Asimismo, viendo cruda y fríamente la realidad, en ocasiones la parte “débil” debe enfrentarse a la posible influencia que la "parte fuerte" pueda tener sobre el juez. Realidad que urgentemente debemos modificar como sociedad, aunque ello excede al presente trabajo.
Volviendo a la pregunta inicial, podemos afirmar que la desigualdad de las partes impacta en el resultado del proceso, y especialmente en el derecho de defensa en juicio. Vimos que algunas de las formas en que esto impacta es en el acceso a la justicia, en las capacidades del abogado, en el ofrecimiento de prueba y en los modos de terminación del conflicto. Claro está que estas no son las únicas posibles manifestaciones.
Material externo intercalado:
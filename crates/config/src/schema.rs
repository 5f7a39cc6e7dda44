/// Config schema types (gateway, ticker, chat backend, interface client).
use std::{fmt, str::FromStr};

use {
    nexus_protocol::{DEFAULT_PORT, TICK_INTERVAL_MS},
    serde::{Deserialize, Serialize},
};

/// Root configuration.
#[derive(Debug, Clone, Default, Serialize, Deserialize)]
#[serde(default)]
pub struct NexusConfig {
    pub gateway: GatewayConfig,
    pub ticker: TickerConfig,
    pub chat: ChatConfig,
    pub interface: InterfaceConfig,
}

/// Where `chat.input` events are forwarded.
#[derive(Debug, Clone, Copy, Default, PartialEq, Eq, Serialize, Deserialize)]
#[serde(rename_all = "lowercase")]
pub enum DownstreamTarget {
    /// The LLM-backed mini backend.
    #[default]
    Mini,
    /// No backend; every chat input is echoed.
    Echo,
}

impl FromStr for DownstreamTarget {
    type Err = String;

    fn from_str(s: &str) -> Result<Self, Self::Err> {
        match s.trim().to_ascii_lowercase().as_str() {
            "mini" => Ok(Self::Mini),
            "echo" => Ok(Self::Echo),
            other => Err(format!("unknown downstream target '{other}'")),
        }
    }
}

impl fmt::Display for DownstreamTarget {
    fn fmt(&self, f: &mut fmt::Formatter<'_>) -> fmt::Result {
        match self {
            Self::Mini => f.write_str("mini"),
            Self::Echo => f.write_str("echo"),
        }
    }
}

/// Gateway listener and delivery settings.
#[derive(Debug, Clone, Serialize, Deserialize)]
#[serde(default)]
pub struct GatewayConfig {
    pub bind: String,
    pub port: u16,
    /// Shared secret expected in the `token` query parameter. Absent or empty
    /// disables the check.
    pub token: Option<String>,
    pub downstream: DownstreamTarget,
    /// Upper bound on how long a single delivery may wait on one peer.
    pub write_timeout_ms: u64,
    /// Outbound frames queued per connection before senders start waiting.
    pub outbound_buffer: usize,
}

impl Default for GatewayConfig {
    fn default() -> Self {
        Self {
            bind: "127.0.0.1".into(),
            port: DEFAULT_PORT,
            token: None,
            downstream: DownstreamTarget::Mini,
            write_timeout_ms: 5_000,
            outbound_buffer: 256,
        }
    }
}

fn default_url() -> String {
    format!("ws://127.0.0.1:{DEFAULT_PORT}")
}

impl GatewayConfig {
    /// The configured token, treating an empty string as unset.
    pub fn effective_token(&self) -> Option<&str> {
        self.token.as_deref().filter(|t| !t.is_empty())
    }
}

/// Grid tick producer settings.
#[derive(Debug, Clone, Serialize, Deserialize)]
#[serde(default)]
pub struct TickerConfig {
    pub url: String,
    pub interval_ms: u64,
    /// Seed for the `rand` field; random when unset.
    pub seed: Option<u64>,
    pub grid: String,
}

impl Default for TickerConfig {
    fn default() -> Self {
        Self {
            url: default_url(),
            interval_ms: TICK_INTERVAL_MS,
            seed: None,
            grid: "main".into(),
        }
    }
}

/// Chat backend (OpenRouter-compatible chat completions).
#[derive(Debug, Clone, Serialize, Deserialize)]
#[serde(default)]
pub struct ChatConfig {
    pub base_url: String,
    pub api_key: Option<String>,
    pub model: String,
    pub temperature: f32,
    pub system_prompt: String,
    pub secondary_prompt: String,
    /// Messages of recent conversation kept per session.
    pub memory_size: usize,
    /// Persona names; one is picked per session.
    pub identities: Vec<String>,
    pub timeout_secs: u64,
}

impl Default for ChatConfig {
    fn default() -> Self {
        Self {
            base_url: "https://openrouter.ai/api/v1".into(),
            api_key: None,
            model: "gpt-4o-mini".into(),
            temperature: 0.7,
            system_prompt: "You are Mini GOB, a mid-level fragment of the larger intelligence. \
                            Maintain memory and adapt personality."
                .into(),
            secondary_prompt:
                "Speak like a sarcastic retro hacker, digital resistance style, with wit.".into(),
            memory_size: 5,
            identities: [
                "Ghost Of Brain",
                "Grain Of Being",
                "Glimpse Of Behavior",
                "Glow Of Breath",
                "Glyph Of Balance",
                "Gate Of Becoming",
                "Glint Of Brilliance",
                "Grain Of Balance",
                "Ghost Of Being",
                "Gleam Of Boundaries",
            ]
            .into_iter()
            .map(String::from)
            .collect(),
            timeout_secs: 30,
        }
    }
}

impl ChatConfig {
    pub fn effective_api_key(&self) -> Option<&str> {
        self.api_key.as_deref().filter(|k| !k.is_empty())
    }
}

/// Interactive interface client settings.
#[derive(Debug, Clone, Serialize, Deserialize)]
#[serde(default)]
pub struct InterfaceConfig {
    pub id: String,
    pub url: String,
}

impl Default for InterfaceConfig {
    fn default() -> Self {
        Self {
            id: "nano".into(),
            url: default_url(),
        }
    }
}
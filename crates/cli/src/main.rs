mod chat_commands;

use std::path::PathBuf;

use {
    anyhow::Context,
    clap::{Parser, Subcommand},
    tracing::info,
    tracing_subscriber::{EnvFilter, fmt, layer::SubscriberExt, util::SubscriberInitExt},
};

use nexus_config::NexusConfig;

#[derive(Parser)]
#[command(name = "nexus", about = "Nexus: event relay for the neon grid", version)]
struct Cli {
    #[command(subcommand)]
    command: Commands,

    /// Log level (trace, debug, info, warn, error).
    #[arg(long, global = true, default_value = "info")]
    log_level: String,

    /// Output logs as JSON instead of human-readable.
    #[arg(long, global = true, default_value_t = false)]
    json_logs: bool,

    /// Directory to look in for nexus.toml / nexus.yaml / nexus.json.
    #[arg(long, global = true, env = "NEXUS_CONFIG_DIR")]
    config_dir: Option<PathBuf>,
}

#[derive(Subcommand)]
enum Commands {
    /// Start the gateway server.
    Gateway {
        #[arg(long)]
        bind: Option<String>,
        #[arg(long)]
        port: Option<u16>,
    },
    /// Emit grid.tick events to a gateway.
    Ticker {
        /// Gateway URL, e.g. ws://127.0.0.1:7000.
        #[arg(long)]
        url: Option<String>,
        #[arg(long)]
        interval_ms: Option<u64>,
    },
    /// Interactive chat interface.
    Chat {
        /// Gateway URL, e.g. ws://127.0.0.1:7000.
        #[arg(long)]
        url: Option<String>,
        /// Join an existing session instead of starting a new one.
        #[arg(long)]
        session: Option<String>,
    },
}

fn init_telemetry(cli: &Cli) {
    let filter =
        EnvFilter::try_from_default_env().unwrap_or_else(|_| EnvFilter::new(&cli.log_level));

    if cli.json_logs {
        tracing_subscriber::registry()
            .with(filter)
            .with(fmt::layer().json().with_target(true).with_thread_ids(false))
            .init();
    } else {
        tracing_subscriber::registry()
            .with(filter)
            .with(
                fmt::layer()
                    .with_target(false)
                    .with_thread_ids(false)
                    .with_ansi(true),
            )
            .init();
    }
}

fn load_config(cli: &Cli) -> NexusConfig {
    if let Some(dir) = &cli.config_dir {
        nexus_config::set_config_dir(dir.clone());
    }
    nexus_config::discover_and_load()
}

#[tokio::main]
async fn main() -> anyhow::Result<()> {
    dotenvy::dotenv().ok();
    let cli = Cli::parse();
    init_telemetry(&cli);

    info!(version = env!("CARGO_PKG_VERSION"), "nexus starting");
    let mut config = load_config(&cli);

    match cli.command {
        Commands::Gateway { bind, port } => {
            if let Some(bind) = bind {
                config.gateway.bind = bind;
            }
            if let Some(port) = port {
                config.gateway.port = port;
            }
            nexus_gateway::start_gateway(config).await
        },
        Commands::Ticker { url, interval_ms } => {
            if let Some(url) = url {
                config.ticker.url = url;
            }
            if let Some(ms) = interval_ms {
                config.ticker.interval_ms = ms;
            }
            nexus_client::run_ticker(&config.ticker, config.gateway.effective_token())
                .await
                .context("ticker stopped")
        },
        Commands::Chat { url, session } => {
            if let Some(url) = url {
                config.interface.url = url;
            }
            chat_commands::run_chat(&config, session).await
        },
    }
}
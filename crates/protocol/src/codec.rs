//! JSON envelope codec.
//!
//! Decoding is tolerant: absent `id`/`ts` get fresh values, absent `source`,
//! `targets`, `payload` and `meta` get empty defaults. Only a record that is
//! not a JSON object, or that lacks `type` or `topic`, is rejected.

use {
    serde::Deserialize,
    serde_json::Value,
    thiserror::Error,
};

use crate::event::{Event, Meta, new_id, now_secs};

#[derive(Debug, Error)]
pub enum DecodeError {
    #[error("malformed record: {0}")]
    Malformed(#[from] serde_json::Error),

    #[error("record is not a JSON object")]
    NotAnObject,

    #[error("record is missing required field `{0}`")]
    MissingField(&'static str),
}

#[derive(Debug, Error)]
#[error("failed to encode event: {0}")]
pub struct EncodeError(#[from] serde_json::Error);

#[derive(Deserialize)]
struct WireEvent {
    #[serde(default)]
    id: Option<String>,
    #[serde(default)]
    ts: Option<f64>,
    #[serde(default, rename = "type")]
    kind: Option<String>,
    #[serde(default)]
    source: Option<String>,
    #[serde(default)]
    targets: Option<Vec<String>>,
    #[serde(default)]
    topic: Option<String>,
    #[serde(default)]
    payload: Value,
    #[serde(default)]
    meta: Option<Meta>,
}

/// Serialize an event into one text frame.
pub fn encode(event: &Event) -> Result<String, EncodeError> {
    Ok(serde_json::to_string(event)?)
}

pub fn decode(raw: &str) -> Result<Event, DecodeError> {
    decode_slice(raw.as_bytes())
}

pub fn decode_slice(raw: &[u8]) -> Result<Event, DecodeError> {
    let value: Value = serde_json::from_slice(raw)?;
    if !value.is_object() {
        return Err(DecodeError::NotAnObject);
    }
    let wire: WireEvent = serde_json::from_value(value)?;

    let kind = wire.kind.ok_or(DecodeError::MissingField("type"))?;
    let topic = wire.topic.ok_or(DecodeError::MissingField("topic"))?;

    Ok(Event::from_parts(
        wire.id.unwrap_or_else(new_id),
        wire.ts.unwrap_or_else(now_secs),
        kind,
        wire.source.unwrap_or_default(),
        wire.targets.unwrap_or_default(),
        topic,
        wire.payload,
        wire.meta.unwrap_or_default(),
    ))
}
Paralelamente, las soluciones que se proponen para cada temática suelen ser incompletas y consideramos que se debe a que se busca resolver el problema “desde adentro”, cuando en realidad se debería ver en gran escala una posible necesidad de reestructuración del proceso.
Lo que intentamos mostrar en este breve escrito es cómo la falta de recursos económicos afecta no solo en la calidad de vida, sino también la posibilidad de hacer valer los derechos que como personas les son consagrados. Así, el Estado de Derecho se convierte en una ilusión en la que los poderosos son cada vez más poderosos, y los débiles cada vez más débiles. El proceso, además de abandonar la igualdad formal que lo identifica desde sus orígenes, debería tener en cuenta las diferencias entre las partes y, a partir de estos presupuestos, construir una nueva formalidad sobre la base de la existencia inevitable y difícilmente superable de una desigualdad estructural. De este modo, logrará garantizar a todos el cumplimiento de sus derechos y hará efectivo, no solo el derecho de defensa, sino también el artículo 16 de la Constitución Nacional: todos los habitantes somos iguales ante la ley.
*Estudiantes de tercer año de abogacía, Universidad de San Andrés.
[1] Böhmer, Martín, “Igualadores y traductores. La ética del abogado en una democracia constitucional”, en Alegre, M., Roberto Gargarella y Carlos Rosenkrantz (Coord.), Homenaje a Carlos S. Nino, Buenos Aires, La Ley , 2008, pp. 353-371. [2] AMPUERO, Hunter, “El principio dispositivo y los poderes del juez”, Revista de Derecho de la Ponti cia Universidad Católica de Valparaíso XXXV (Valparaíso, Chile, 2010, 2o Semestre) [pp. 149 - 188]. [3] ACCIARRI, Hugo, “Distribución eficiente de cargas probatorias y responsabilidades contractuales”, LL, 17/Abr/2001.